TSV-Stürmer Matin Hrgota (vorne) war an allen Treffern der Gastgeber beteiligt.
Hans Wunder
Nach der Pause begnügten sich die Gäste zunächst, den knappen Vorsprung zu verwalten. Trotzdem holten sie drei Eckbälle am Stück heraus, die aber nichts einbrachten. Auf der anderen Seite konnte Mikel Seiter dem Leder nach einer Rechtsflanke zwar noch eine andere Richtung geben, aber Gäste-Keeper Luca Thöle hatte aufgepasst. So verstrichen Minuten um Minuten weitgehend ereignislos, bevor es richtig dramatisch wurde. Trainer Andreas Baumer stellte um, nahm einen Verteidiger heraus und brachte mit Lucas Hümemr einen zusätzlichen Angreifer. Aber das Spiel wurde jetzt emotionaler und der bereits gelbverwarnte Mikel Seiter musste nach einem Schubser ohne Zweikampfsituation mit der Ampelkarte vom Platz. Das schien bei den übrigen zehn Akteuren der Gastgeber zusätzliche Energien zu mobilisieren, auch wenn Gästespieler Marc Roth alleine vor Torwart Grüner versäumte, den Deckel draufzumachen. Aber als Kilian Schwabe punktgenau auf das hintere Fünfereck flankte und der eingewechselte Lucas Hummer per Kopf in die Mitte ablegte, war Stoßstürmer Marin Hrgota mit der Rübe da und markierte das 2:2 (80.). Anschließend wurde es erneut hitzig. TSV-Sechser Nikolas Hofmann ging mit viel Wucht und einem gestreckten Bein in den Zweikampf – allerdings von vorne – und sah den roten Karton. "Ich habe ihn überhaupt nicht getroffen und der Schiedsrichter hat das überhaupt nicht gesehen", erzürnte sich der Mittelfeldmann nach seinem Platzverweis. Aber es nützte nichts. Seine Truppe hatte nur noch acht Feldspieler auf dem Spielfeld und die verzückten die einheimischen Fans. Denn als Joker Lucas Hümmer im Strafraum hörbar getroffen wurde, zeigte der Schiedsrichter auf den Punkt und Marin Hrgota machte mit dem 3:2 den Heimsieg perfekt. "Ich habe immer an meine Mannschaft geglaubt", war Andreas Baumer die Erleichterung anzumerken.

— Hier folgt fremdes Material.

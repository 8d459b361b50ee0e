use rust_decimal::Decimal;

/// Format an amount as dollars with thousand separators,
/// e.g. `1234567.89` → `"$1,234,567.89"`.
pub(crate) fn format_amount(val: Decimal) -> String {
    let fixed = format!("{:.2}", val.abs());
    let (int_part, dec_part) = fixed.split_once('.').unwrap_or((fixed.as_str(), "00"));

    let digits: Vec<char> = int_part.chars().collect();
    let mut grouped = String::with_capacity(digits.len() + digits.len() / 3);
    for (i, c) in digits.iter().enumerate() {
        if i > 0 && (digits.len() - i) % 3 == 0 {
            grouped.push(',');
        }
        grouped.push(*c);
    }

    if val < Decimal::ZERO {
        format!("-${grouped}.{dec_part}")
    } else {
        format!("${grouped}.{dec_part}")
    }
}

/// Truncate to `max` visible characters, appending "…" when truncated.
/// Safe for multi-byte UTF-8.
pub(crate) fn truncate(s: &str, max: usize) -> String {
    if max == 0 {
        return String::new();
    }
    if s.chars().count() <= max {
        return s.to_string();
    }
    let kept: String = s.chars().take(max.saturating_sub(1)).collect();
    format!("{kept}…")
}

/// Move a list cursor down by one, keeping it visible.
pub(crate) fn scroll_down(index: &mut usize, scroll: &mut usize, len: usize, page: usize) {
    if *index + 1 < len {
        *index += 1;
        if *index >= *scroll + page {
            *scroll = index.saturating_sub(page.saturating_sub(1));
        }
    }
}

/// Move a list cursor up by one, keeping it visible.
pub(crate) fn scroll_up(index: &mut usize, scroll: &mut usize) {
    *index = index.saturating_sub(1);
    if *index < *scroll {
        *scroll = *index;
    }
}

pub(crate) fn scroll_to_top(index: &mut usize, scroll: &mut usize) {
    *index = 0;
    *scroll = 0;
}

pub(crate) fn scroll_to_bottom(index: &mut usize, scroll: &mut usize, len: usize, page: usize) {
    if len > 0 {
        *index = len - 1;
        *scroll = index.saturating_sub(page.saturating_sub(1));
    }
}
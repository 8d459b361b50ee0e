use super::Transaction;

/// The form's working record: the four inputs exactly as typed. Validation
/// and parsing happen in the store at create/update time, so the form can
/// hold anything while the user is still editing.
#[derive(Debug, Clone, Default, PartialEq, Eq)]
pub(crate) struct Draft {
    pub(crate) amount: String,
    pub(crate) date: String,
    pub(crate) description: String,
    pub(crate) category: String,
}

impl Draft {
    pub(crate) fn from_transaction(txn: &Transaction) -> Self {
        Self {
            amount: txn.amount.to_string(),
            date: txn.date.clone(),
            description: txn.description.clone(),
            category: txn.category.as_str().to_string(),
        }
    }

    pub(crate) fn clear(&mut self) {
        *self = Self::default();
    }
}
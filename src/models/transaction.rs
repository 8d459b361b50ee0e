use rust_decimal::Decimal;
use serde::{Deserialize, Serialize};

use super::Category;

/// A single expense record. The snapshot on disk stores `amount` as a
/// numeric string; older snapshots may carry a bare JSON number instead,
/// and both are accepted on read.
#[derive(Debug, Clone, PartialEq, Serialize, Deserialize)]
pub(crate) struct Transaction {
    pub(crate) id: i64,
    #[serde(with = "amount_serde")]
    pub(crate) amount: Decimal,
    /// Format: "YYYY-MM-DD"
    pub(crate) date: String,
    pub(crate) description: String,
    pub(crate) category: Category,
}

pub(crate) mod amount_serde {
    use std::str::FromStr;

    use rust_decimal::Decimal;
    use serde::{Deserialize, Deserializer, Serializer};

    pub(crate) fn serialize<S: Serializer>(amount: &Decimal, s: S) -> Result<S::Ok, S::Error> {
        s.serialize_str(&amount.to_string())
    }

    pub(crate) fn deserialize<'de, D: Deserializer<'de>>(d: D) -> Result<Decimal, D::Error> {
        #[derive(Deserialize)]
        #[serde(untagged)]
        enum Raw {
            Text(String),
            Number(f64),
        }

        match Raw::deserialize(d)? {
            Raw::Text(s) => Decimal::from_str(s.trim()).map_err(serde::de::Error::custom),
            Raw::Number(n) => Decimal::from_f64_retain(n)
                .ok_or_else(|| serde::de::Error::custom(format!("amount out of range: {n}"))),
        }
    }
}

Christos Chatzioglou (re.) mit Vorwärtsdrang.
Hans Wunder
"Uns trifft der Fußball gerade mit voller Härte", traf Gästecoach Florian Bauer den Nagel auf den Kopf. Statt eines duchaus möglichen, wenn nicht wahrscheinlichen Dreiers gingen seine Schützlinge mit hängendem Kopf vom Platz. Gut möglich, dass es das vorerst mit der Bayernliga war. Dagegen schaffte Neudrossenfeld den erste Sieg 2026 und hat im Kampf um den Klassenerhalt jetzt enormen Rückenwind.